*What you should do*.
Hunt through the lines below for the string "LockMap" and copy each one that has it.

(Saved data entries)
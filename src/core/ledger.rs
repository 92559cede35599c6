//! Balance Ledger: the single writer for balance rows.
//!
//! Every mutation is serialized through a per-employee async lock, applied
//! as one bucket move on the loaded row, and written back as a single
//! upsert. Keys are independent, so there is no global lock. Compound
//! operations elsewhere (overlap check + reservation in the lifecycle
//! engine) take the same employee guard before calling the primitives here.

use std::collections::HashMap;
use std::sync::{Arc, Mutex as StdMutex, PoisonError};

use chrono::{Datelike, NaiveDate};
use tokio::sync::{Mutex, OwnedMutexGuard};

use crate::error::{LeaveError, LeaveResult};
use crate::model::{
    AccrualMethod, CreditBucket, EmployeeProfile, LeaveBalance, LeaveType,
};
use crate::store::Store;

/// Per-employee serialization point. `acquire` hands out a guard that the
/// caller holds for the whole check-then-act section.
#[derive(Default)]
pub struct LockMap {
    locks: StdMutex<HashMap<u64, Arc<Mutex<()>>>>,
}

impl LockMap {
    pub fn new() -> Self {
        LockMap::default()
    }

    pub async fn acquire(&self, employee_id: u64) -> OwnedMutexGuard<()> {
        let lock = {
            let mut map = self
                .locks
                .lock()
                .unwrap_or_else(PoisonError::into_inner);
            map.entry(employee_id)
                .or_insert_with(|| Arc::new(Mutex::new(())))
                .clone()
        };
        lock.lock_owned().await
    }
}

pub struct BalanceLedger {
    store: Arc<Store>,
    locks: Arc<LockMap>,
}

*Answer space*.
pub struct LockMap {
impl LockMap {
        LockMap::default()
    locks: Arc<LockMap>,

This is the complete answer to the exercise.